Ou seja, o défice dos Açores aumentou muito mais em 2020 (face a 2019), mostra o estudo do Conselho das Finanças Públicas (CFP).
No entanto, o peso da dívida (também em percentagem dos PIB dos territórios em questão) subiu muito mais na Madeira do que nos Açores ou em Portugal como um todo.
O défice do País (em contas nacionais, as que valem para Bruxelas e para os investidores estrangeiros em dívida pública) foi de 5,7% do PIB português em 2020, segundo as contas do CFP.
O desequilíbrio orçamental da região dos Açores aumentou para 8,7% do PIB regional nesse ano de 2020.
Na Madeira (RAM), a diferença entre receitas e despesas foi de -2,8% do PIB desta região (défice) no primeiro ano da pandemia, indica o trabalho dos peritos em finanças públicas.
Assim, segundo cálculos do Dinheiro Vivo com base nos valores apurados pelo Conselho presidido por Nazaré Costa Cabral, o saldo orçamental da República passou de um excedente de 0,1% do PIB em 2019 (o primeiro da História da democracia) para um défice de 5,7% em 2020 (5,8% segundo o INE), o que representa uma descida equivalente a 5,8% do produto interno.
No caso dos Açores, que registaram um défice regional de 1,7% em 2019, viram o desequilíbrio aumentar cerca de 7% do PIB, para os referidos 8,7% do produto regional.
A Região Autónoma da Madeira (RAM) também registou uma redução do seu saldo orçamental regional, mas este movimento nesse primeiro ano de impacto da pandemia foi mais suave, por assim dizer: passou de um excedente 0,7% do produto madeirense para um défice de 2,8% em 2020. É uma descida equivalente a 3,5% do PIB face a 2019.
Dívida sobe em toda a linha, mas mais na Madeira
O ano da pandemia também foi marcado, é óbvio, pela subida do peso da dívida pública nos vários PIB considerados.
A resposta à pandemia requereu recursos avultados e isso reflete-se na herança do endividamento.
Aqui, a situação degradou-se mais, em termos relativos (peso no PIB), na Madeira, que já tinha um histórico muito negativo nas contas regionais desde o tempo da troika.

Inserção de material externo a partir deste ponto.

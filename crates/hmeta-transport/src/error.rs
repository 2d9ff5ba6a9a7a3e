use std::fmt;

use serde::{Deserialize, Serialize};

// ---------------------------------------------------------------------------
// Idempotent markers
// ---------------------------------------------------------------------------

/// Error codes meaning "the requested change already holds".
#[derive(Clone, Copy, Debug, PartialEq, Eq)]
pub enum IdempotentMarker {
    /// `pg_track_table` on a table that is already tracked.
    AlreadyTracked,
    /// `pg_create_*_relationship` on a relationship that already exists.
    AlreadyExists,
}

impl IdempotentMarker {
    pub fn from_code(code: &str) -> Option<Self> {
        match code {
            "already-tracked" => Some(IdempotentMarker::AlreadyTracked),
            "already-exists" => Some(IdempotentMarker::AlreadyExists),
            _ => None,
        }
    }

    pub fn code(&self) -> &'static str {
        match self {
            IdempotentMarker::AlreadyTracked => "already-tracked",
            IdempotentMarker::AlreadyExists => "already-exists",
        }
    }
}

// ---------------------------------------------------------------------------
// Gateway error body
// ---------------------------------------------------------------------------

/// Structured error body the gateway returns with non-2xx statuses.
#[derive(Clone, Debug, Default, PartialEq, Eq, Serialize, Deserialize)]
pub struct GatewayError {
    #[serde(default)]
    pub path: String,
    #[serde(default)]
    pub error: String,
    #[serde(default)]
    pub code: String,
}

// ---------------------------------------------------------------------------
// TransportError
// ---------------------------------------------------------------------------

#[derive(Clone, Debug, PartialEq, Eq)]
pub enum TransportError {
    /// The request payload could not be encoded.
    Encode(String),
    /// The request could not be sent or the response could not be read.
    Request(String),
    /// The gateway answered with a recognized idempotent marker.
    Conflict {
        marker: IdempotentMarker,
        message: String,
    },
    /// The gateway answered with a structured error that is not a marker.
    Gateway { status: u16, error: GatewayError },
    /// Non-2xx status with a body that is not a structured error.
    Unexpected { status: u16, body: String },
}

impl TransportError {
    /// `Some` only for recognized idempotent markers. Everything else is a
    /// hard failure.
    pub fn idempotent_marker(&self) -> Option<IdempotentMarker> {
        match self {
            TransportError::Conflict { marker, .. } => Some(*marker),
            _ => None,
        }
    }

    pub fn is_marker(&self, marker: IdempotentMarker) -> bool {
        self.idempotent_marker() == Some(marker)
    }

    /// HTTP status, when a response was received.
    pub fn status(&self) -> Option<u16> {
        match self {
            TransportError::Gateway { status, .. } | TransportError::Unexpected { status, .. } => {
                Some(*status)
            }
            _ => None,
        }
    }
}

impl fmt::Display for TransportError {
    fn fmt(&self, f: &mut fmt::Formatter<'_>) -> fmt::Result {
        match self {
            TransportError::Encode(msg) => write!(f, "encode request: {msg}"),
            TransportError::Request(msg) => write!(f, "transport error: {msg}"),
            TransportError::Conflict { marker, message } => {
                write!(f, "gateway conflict {}: {message}", marker.code())
            }
            TransportError::Gateway { status, error } if error.code.is_empty() => {
                write!(f, "gateway error status={status}: {}", error.error)
            }
            TransportError::Gateway { status, error } => write!(
                f,
                "gateway error status={status} code={}: {}",
                error.code, error.error
            ),
            TransportError::Unexpected { status, body } => {
                write!(f, "unexpected gateway response status={status} body={body}")
            }
        }
    }
}

impl std::error::Error for TransportError {}

/// Classify a received response.
///
/// Pure so the rules can be tested without a server:
/// - 2xx: the raw body.
/// - non-2xx with a JSON object body: a marker when `code` is recognized,
///   otherwise a gateway error (empty `code` included).
/// - non-2xx with anything else: unexpected, carrying the body text.
pub fn classify_response(status: u16, body: &[u8]) -> Result<Vec<u8>, TransportError> {
    if (200..300).contains(&status) {
        return Ok(body.to_vec());
    }

    let structured = serde_json::from_slice::<serde_json::Value>(body)
        .ok()
        .filter(serde_json::Value::is_object)
        .and_then(|v| serde_json::from_value::<GatewayError>(v).ok());

    match structured {
        Some(error) => match IdempotentMarker::from_code(&error.code) {
            Some(marker) => Err(TransportError::Conflict {
                marker,
                message: error.error,
            }),
            None => Err(TransportError::Gateway { status, error }),
        },
        None => Err(TransportError::Unexpected {
            status,
            body: String::from_utf8_lossy(body).into_owned(),
        }),
    }
}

O programa de resgate obrigou ao reconhecimento de inúmeras e avultadas dívidas e prejuízos públicos por parte do governo regional, na altura liderado por Alberto João Jardim. Assim, a dívida da RAM atingiu um pico de 112,9% do PIB regional em 2015.
"Em 16 de setembro de 2011, o INE e o Banco de Portugal comunicaram que a RAM tinha procedido a vários Acordos de Regularização de Dívidas entre 2008 e 2011 respeitantes a despesas realizadas em anos anteriores e não reportadas às autoridades estatísticas, o que suscitou uma correção à despesa e dívida da RAM", recorda o CFP. As subidas foram significativas.

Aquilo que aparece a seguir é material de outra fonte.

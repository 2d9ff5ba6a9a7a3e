//! Scenario: Hard Failures Abort Run
//!
//! # Invariants under test
//!
//! 1. A track failure other than `already-tracked` stops the run: no later
//!    table is tracked and no relationship is created.
//! 2. A customization failure stops the run the same way.
//! 3. A relationship failure other than `already-exists` stops the run and
//!    names the table, the relationship kind and the relationship name.
//! 4. Work done before the failure is not rolled back.

use hmeta_runtime::{ConvergeError, Phase, Reconciler};
use hmeta_schemas::RelationshipKind;
use hmeta_testkit::fixtures::{self, SOURCE};
use hmeta_testkit::{Rule, ScriptedGateway};
use hmeta_transport::TransportError;
use serde_json::json;

#[tokio::test]
async fn track_failure_stops_everything_after_it() {
    let gw = ScriptedGateway::new().with_rule(
        Rule::on("pg_track_table")
            .for_table(fixtures::files())
            .respond(
                400,
                json!({
                    "path": "$.args",
                    "error": "no such table/view exists in source: \"storage.files\"",
                    "code": "not-exists"
                }),
            ),
    );
    let reconciler = Reconciler::new(gw.clone(), SOURCE);

    let err = reconciler
        .converge(&fixtures::storage_catalog(SOURCE))
        .await
        .unwrap_err();

    assert_eq!(
        gw.request_types(),
        vec!["export_metadata", "pg_track_table", "pg_track_table"]
    );
    assert_eq!(err.phase(), Some(Phase::Track));
    assert_eq!(err.table(), Some(&fixtures::files()));
    assert!(matches!(
        err.transport_error(),
        Some(TransportError::Gateway { status: 400, .. })
    ));
    assert!(err.to_string().contains("storage.files"));

    // buckets was tracked before the failure and stays tracked.
    assert!(gw.is_tracked(SOURCE, &fixtures::buckets()));
    assert!(!gw.is_tracked(SOURCE, &fixtures::virus()));
}

#[tokio::test]
async fn unstructured_track_failure_keeps_status_and_body() {
    let gw = ScriptedGateway::new().with_rule(
        Rule::on("pg_track_table").respond_raw(502, "<html>bad gateway</html>"),
    );
    let reconciler = Reconciler::new(gw.clone(), SOURCE);

    let err = reconciler
        .converge(&fixtures::storage_catalog(SOURCE))
        .await
        .unwrap_err();

    assert_eq!(err.table(), Some(&fixtures::buckets()));
    assert_eq!(
        err.transport_error(),
        Some(&TransportError::Unexpected {
            status: 502,
            body: "<html>bad gateway</html>".to_string(),
        })
    );
}

#[tokio::test]
async fn customization_failure_stops_run() {
    let gw = ScriptedGateway::new()
        .with_tracked_table(SOURCE, fixtures::buckets(), None, vec![], vec![])
        .with_rule(Rule::on("pg_set_table_customization").respond(
            400,
            json!({"path": "$.args", "error": "invalid configuration", "code": "invalid-configuration"}),
        ));
    let reconciler = Reconciler::new(gw.clone(), SOURCE);

    let err = reconciler
        .converge(&fixtures::storage_catalog(SOURCE))
        .await
        .unwrap_err();

    assert_eq!(err.phase(), Some(Phase::Customize));
    assert_eq!(err.table(), Some(&fixtures::buckets()));
    assert_eq!(
        gw.request_types(),
        vec![
            "export_metadata",
            "pg_track_table",
            "pg_set_table_customization",
        ]
    );
}

#[tokio::test]
async fn relationship_failure_names_table_and_relationship() {
    let gw = ScriptedGateway::new().with_rule(
        Rule::on("pg_create_object_relationship")
            .for_relationship("bucket")
            .respond(
                400,
                json!({
                    "path": "$.args.using",
                    "error": "no foreign constraint exists on the given column",
                    "code": "constraint-error"
                }),
            ),
    );
    let reconciler = Reconciler::new(gw.clone(), SOURCE);

    let err = reconciler
        .converge(&fixtures::storage_catalog(SOURCE))
        .await
        .unwrap_err();

    match &err {
        ConvergeError::CreateRelationship {
            table, kind, name, ..
        } => {
            assert_eq!(table, &fixtures::files());
            assert_eq!(*kind, RelationshipKind::Object);
            assert_eq!(name, "bucket");
        }
        other => panic!("unexpected error: {other}"),
    }
    let msg = err.to_string();
    assert!(msg.contains("bucket"));
    assert!(msg.contains("storage.files"));

    // All tables were tracked; the virus relationship was never attempted.
    assert_eq!(
        gw.request_types(),
        vec![
            "export_metadata",
            "pg_track_table",
            "pg_track_table",
            "pg_track_table",
            "pg_create_array_relationship",
            "pg_create_object_relationship",
        ]
    );
    let (object, _) = gw.relationship_names(SOURCE, &fixtures::virus());
    assert!(object.is_empty());
}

Mas desde 2015 que a dívida da autonomia madeirense tem vindo a descer, fixando-se em 91% em 2019, um dos valores mais baixos dos últimos anos. Com a pandemia, o rácio voltou a dar um salto, para 114,5% em 2020, indica o Conselho das Finanças.
Entre 2019 e 2020, o endividamento bruto da Madeira (também medido em contas nacionais) aumentou o equivalente a 23,5% do seu PIB.
Proporcionalmente, é muito mais do que a subida de 16,8% do PIB ao nível da República (que acabou 2020 com uma dívida de 133,6% do PIB, segundo as novas contas do CFP).